Her mother, who is seemingly on vacation or a business trip in a far-flung country, offers some solace over the phone. But Fuka balks at the idea of going “home” to neighbors and relatives ready to console her about quitting the industry, and instead legs it impulsively to Okinawa. She isn’t stopped by any passers-by or recognised on the street, so we can presume that she’s achieved her fantasy of escaping to somewhere where she’s nobody, with no expectations over her head.

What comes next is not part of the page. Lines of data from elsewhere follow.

//! Pure reducer and keymap for the shell
//!
//! The reducer is a pure function `(State, Action) -> State` with no
//! side effects. Keyboard input is translated first by [`keymap`] into
//! a semantic [`Action`]; the event loop feeds that action to the
//! reducer and then matches on it for side effects, so a key press and
//! its effect can never disagree.

use crossterm::event::{KeyCode, KeyEvent, KeyModifiers};

use super::actions::Action;
use super::state::{AppState, FormField, LoginField, ModuleForm, RegisterField};
use crate::router::Route;

/// Pure reducer function
///
/// Takes current state and an action, returns new state. Marker
/// actions pass through unchanged; the event loop owns their effects.
pub fn reduce(state: AppState, action: Action) -> AppState {
    match action {
        // === UI Events ===
        Action::Tick => state,
        Action::Resize(_, _) => state, // Terminal auto-handles resize

        // === Navigation ===
        // A route change drops everything transient on the old screen.
        Action::NavigateTo(route) => AppState {
            route,
            form: None,
            search: String::new(),
            search_active: false,
            cursor: 0,
            status: None,
            ..state
        },

        Action::Quit => AppState {
            should_quit: true,
            ..state
        },

        Action::ShowHelp => AppState {
            help_visible: true,
            ..state
        },

        Action::HideHelp => AppState {
            help_visible: false,
            ..state
        },

        // === Auth Forms ===
        Action::FocusNext => focus_auth_field(state, true),
        Action::FocusPrev => focus_auth_field(state, false),

        Action::FieldInput(c) => edit_auth_field(state, Some(c)),
        Action::FieldBackspace => edit_auth_field(state, None),

        Action::SubmitLogin | Action::SubmitRegister => state,

        // === Dashboard ===
        Action::SearchOpened => AppState {
            search_active: true,
            ..state
        },

        Action::SearchClosed => AppState {
            search_active: false,
            ..state
        },

        Action::SearchInput(c) => {
            let mut search = state.search.clone();
            search.push(c);
            // The filter changed, so the old cursor points at nothing.
            AppState {
                search,
                cursor: 0,
                ..state
            }
        }

        Action::SearchBackspace => {
            let mut search = state.search.clone();
            search.pop();
            AppState {
                search,
                cursor: 0,
                ..state
            }
        }

        Action::CursorUp => AppState {
            cursor: state.cursor.saturating_sub(1),
            ..state
        },

        Action::CursorDown => AppState {
            cursor: state.cursor.saturating_add(1),
            ..state
        },

        Action::CursorReset => AppState { cursor: 0, ..state },

        Action::SelectNextCourse | Action::RefreshRequested | Action::LogoutRequested => state,

        // === Module Form ===
        Action::AddRequested | Action::EditRequested | Action::DeleteAtCursor => state,

        Action::FormOpened { mode, title } => AppState {
            form: Some(ModuleForm {
                mode,
                title,
                focus: FormField::Title,
            }),
            status: None,
            ..state
        },

        Action::FormTitleInput(c) => {
            let mut form = state.form.clone();
            if let Some(form) = form.as_mut() {
                form.title.push(c);
            }
            AppState { form, ..state }
        }

        Action::FormTitleBackspace => {
            let mut form = state.form.clone();
            if let Some(form) = form.as_mut() {
                form.title.pop();
            }
            AppState { form, ..state }
        }

        Action::FormFocusContent => focus_form_field(state, FormField::Content),
        Action::FormFocusTitle => focus_form_field(state, FormField::Title),

        Action::FormEdited => state,

        Action::SubmitForm => state,

        Action::FormClosed => AppState { form: None, ..state },

        // === Status Line ===
        Action::SetStatus(message) => AppState {
            status: Some(message),
            ..state
        },

        Action::ClearStatus => AppState {
            status: None,
            ..state
        },
    }
}

fn focus_auth_field(state: AppState, forward: bool) -> AppState {
    match state.route {
        Route::Login => {
            let mut login = state.login.clone();
            // Two fields, so next and previous are the same move.
            login.focus = match login.focus {
                LoginField::Email => LoginField::Password,
                LoginField::Password => LoginField::Email,
            };
            AppState { login, ..state }
        }
        Route::Register => {
            let mut register = state.register.clone();
            register.focus = match (register.focus, forward) {
                (RegisterField::Name, true) => RegisterField::Email,
                (RegisterField::Email, true) => RegisterField::Password,
                (RegisterField::Password, true) => RegisterField::Name,
                (RegisterField::Name, false) => RegisterField::Password,
                (RegisterField::Email, false) => RegisterField::Name,
                (RegisterField::Password, false) => RegisterField::Email,
            };
            AppState { register, ..state }
        }
        _ => state,
    }
}

/// Push a character into the focused auth field, or pop one when
/// `input` is `None`.
fn edit_auth_field(state: AppState, input: Option<char>) -> AppState {
    match state.route {
        Route::Login => {
            let mut login = state.login.clone();
            let field = match login.focus {
                LoginField::Email => &mut login.email,
                LoginField::Password => &mut login.password,
            };
            match input {
                Some(c) => field.push(c),
                None => {
                    field.pop();
                }
            }
            AppState { login, ..state }
        }
        Route::Register => {
            let mut register = state.register.clone();
            let field = match register.focus {
                RegisterField::Name => &mut register.name,
                RegisterField::Email => &mut register.email,
                RegisterField::Password => &mut register.password,
            };
            match input {
                Some(c) => field.push(c),
                None => {
                    field.pop();
                }
            }
            AppState { register, ..state }
        }
        _ => state,
    }
}

fn focus_form_field(state: AppState, focus: FormField) -> AppState {
    let mut form = state.form.clone();
    if let Some(form) = form.as_mut() {
        form.focus = focus;
    }
    AppState { form, ..state }
}

/// Map a key press to an action for the current state
///
/// This is where keybindings are defined. Keys that mean nothing in the
/// current context map to [`Action::Tick`].
pub fn keymap(state: &AppState, key: KeyEvent) -> Action {
    // Ctrl+C always quits.
    if key.code == KeyCode::Char('c') && key.modifiers.contains(KeyModifiers::CONTROL) {
        return Action::Quit;
    }

    if state.help_visible {
        return match key.code {
            KeyCode::Esc | KeyCode::F(1) | KeyCode::Char('q') => Action::HideHelp,
            _ => Action::Tick,
        };
    }

    if key.code == KeyCode::F(1) {
        return Action::ShowHelp;
    }

    match state.route {
        Route::Home => home_key(key),
        Route::Login | Route::Register => auth_key(state, key),
        Route::Dashboard => dashboard_key(state, key),
    }
}

/// Should the textarea consume this key instead of the keymap?
///
/// True only while the module dialog's content area has focus, and
/// never for the keys that control the dialog itself.
pub fn textarea_captures(state: &AppState, key: &KeyEvent) -> bool {
    if state.help_visible {
        return false;
    }
    let Some(form) = &state.form else {
        return false;
    };
    if form.focus != FormField::Content {
        return false;
    }

    let ctrl = key.modifiers.contains(KeyModifiers::CONTROL);
    !matches!(
        (key.code, ctrl),
        (KeyCode::Esc, _)
            | (KeyCode::BackTab, _)
            | (KeyCode::Char('s'), true)
            | (KeyCode::Char('c'), true)
    )
}

fn plain(key: &KeyEvent) -> bool {
    !key.modifiers
        .intersects(KeyModifiers::CONTROL | KeyModifiers::ALT)
}

fn home_key(key: KeyEvent) -> Action {
    match key.code {
        KeyCode::Char('q') => Action::Quit,
        KeyCode::Char('l') => Action::NavigateTo(Route::Login),
        KeyCode::Char('r') => Action::NavigateTo(Route::Register),
        KeyCode::Char('d') => Action::NavigateTo(Route::Dashboard),
        _ => Action::Tick,
    }
}

fn auth_key(state: &AppState, key: KeyEvent) -> Action {
    match key.code {
        KeyCode::Esc => Action::NavigateTo(Route::Home),
        KeyCode::Tab | KeyCode::Down => Action::FocusNext,
        KeyCode::BackTab | KeyCode::Up => Action::FocusPrev,
        KeyCode::Enter => {
            if state.route == Route::Login {
                Action::SubmitLogin
            } else {
                Action::SubmitRegister
            }
        }
        KeyCode::Backspace => Action::FieldBackspace,
        KeyCode::Char(c) if plain(&key) => Action::FieldInput(c),
        _ => Action::Tick,
    }
}

fn dashboard_key(state: &AppState, key: KeyEvent) -> Action {
    if let Some(form) = &state.form {
        // Ctrl+S submits from either field.
        if key.code == KeyCode::Char('s') && key.modifiers.contains(KeyModifiers::CONTROL) {
            return Action::SubmitForm;
        }
        return match (form.focus, key.code) {
            (_, KeyCode::Esc) => Action::FormClosed,
            (FormField::Title, KeyCode::Tab | KeyCode::Enter | KeyCode::Down) => {
                Action::FormFocusContent
            }
            (FormField::Title, KeyCode::Backspace) => Action::FormTitleBackspace,
            (FormField::Title, KeyCode::Char(c)) if plain(&key) => Action::FormTitleInput(c),
            // Everything else for the content area went to the textarea.
            (FormField::Content, KeyCode::BackTab) => Action::FormFocusTitle,
            _ => Action::Tick,
        };
    }

    if state.search_active {
        return match key.code {
            KeyCode::Esc | KeyCode::Enter => Action::SearchClosed,
            KeyCode::Backspace => Action::SearchBackspace,
            KeyCode::Char(c) if plain(&key) => Action::SearchInput(c),
            _ => Action::Tick,
        };
    }

    match key.code {
        KeyCode::Char('q') if plain(&key) => Action::Quit,
        KeyCode::Char('/') => Action::SearchOpened,
        KeyCode::Char('a') if plain(&key) => Action::AddRequested,
        KeyCode::Char('e') if plain(&key) => Action::EditRequested,
        KeyCode::Char('d') if plain(&key) => Action::DeleteAtCursor,
        KeyCode::Char('r') if plain(&key) => Action::RefreshRequested,
        KeyCode::Char('j') | KeyCode::Down => Action::CursorDown,
        KeyCode::Char('k') | KeyCode::Up => Action::CursorUp,
        KeyCode::Tab => Action::SelectNextCourse,
        KeyCode::Char('L') => Action::LogoutRequested,
        KeyCode::Esc => Action::ClearStatus,
        _ => Action::Tick,
    }
}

Meanwhile, though with less focus and screentime, we’re introduced effectively to Kukuru, an energetic teenaged girl who lives with her grandparents and has ended up in summer classes because she keeps writing about squid-raising when she should be doing math. She’s fun, and there are hints at a sadness and stubbornness swimming beneath her bubbling surface. Again, it’s subtle, coming across in dialogue, expressions, and visual framing. It sets up some intrigue as well as giving her some more depth, avoiding the trope of “the weird happy one helps the troubled sad one with their problems.”
These two girls don’t meet until the very tail end of the episode, and it’s the aquarium itself that brings them together. Gama Gama Aquarium has a sort of magical quality to it. It’s named after a natural cave system said to be the gateway between the human world and the underworld, as Kukuru tells Fuka. It certainly feels like a liminal space where anything is possible, simultaneously on land yet underwater, and it’s in this quiet blue darkness that Fuka finally finds a sense of unexpected peace. She’s soon swept up in a glorious visual metaphor that sees her floating free and letting some of the weight of her decision drop off her shoulders. This is a place of transformation, of safety, a few steps outside the rules and logic of the world outside.
Kukuru clearly holds the place dear to her heart, though we don’t know the deeper details of why yet. We can safely assume that this strange and beautiful place where fish may come to your emotional rescue is going to be the stage for their personal, and relationship, development to follow.
Aquatope is an original project, so where it goes from here is entirely up to speculation. This includes the direction the story will take regarding Fuka and Kukuru’s relationship. The trailer features some hand-holding and meaningful eye-gazing, and there is something grand and romantic about the imagery of the two young women reaching for each other while suspended underwater in a symbolic mirror to one another. They even almost, almost, get the Romeo + Juliet moment where they catch each other’s eye through a fish tank.
However, with no adaptation to look back to, I can’t make any promises on whether this will unfold into a romance or just be “yuri adjacent.” In any case, the show seems hinged on these two satisfyingly layered, nuanced female characters and the bond they’re going to form. There’s no fan service, no peering and leering camera, and no wacky jokes at the expense of anyone’s body in this premiere. The one point of contention I found was the brief introduction of a fortune teller character, who fits a few visual stereotypes (darker skin, colorful makeup, potentially “foreign and magical”) but otherwise this first episode was free of content considerations.
This setting feels like it was brought carefully to life, treated as a character as much as Fuka and Kukuru. You can feel the burn of the sun and then the cool of the aquarium’s interior. Schools of fish sway back and forth like a veil in the wind, revealing new possibilities beyond. In the distance, the ocean glitters like cellophane. I can’t help but feel a sense of hope and adventure at the close of this premiere, and I want to go to the beach so badly oh my god I’m so cold.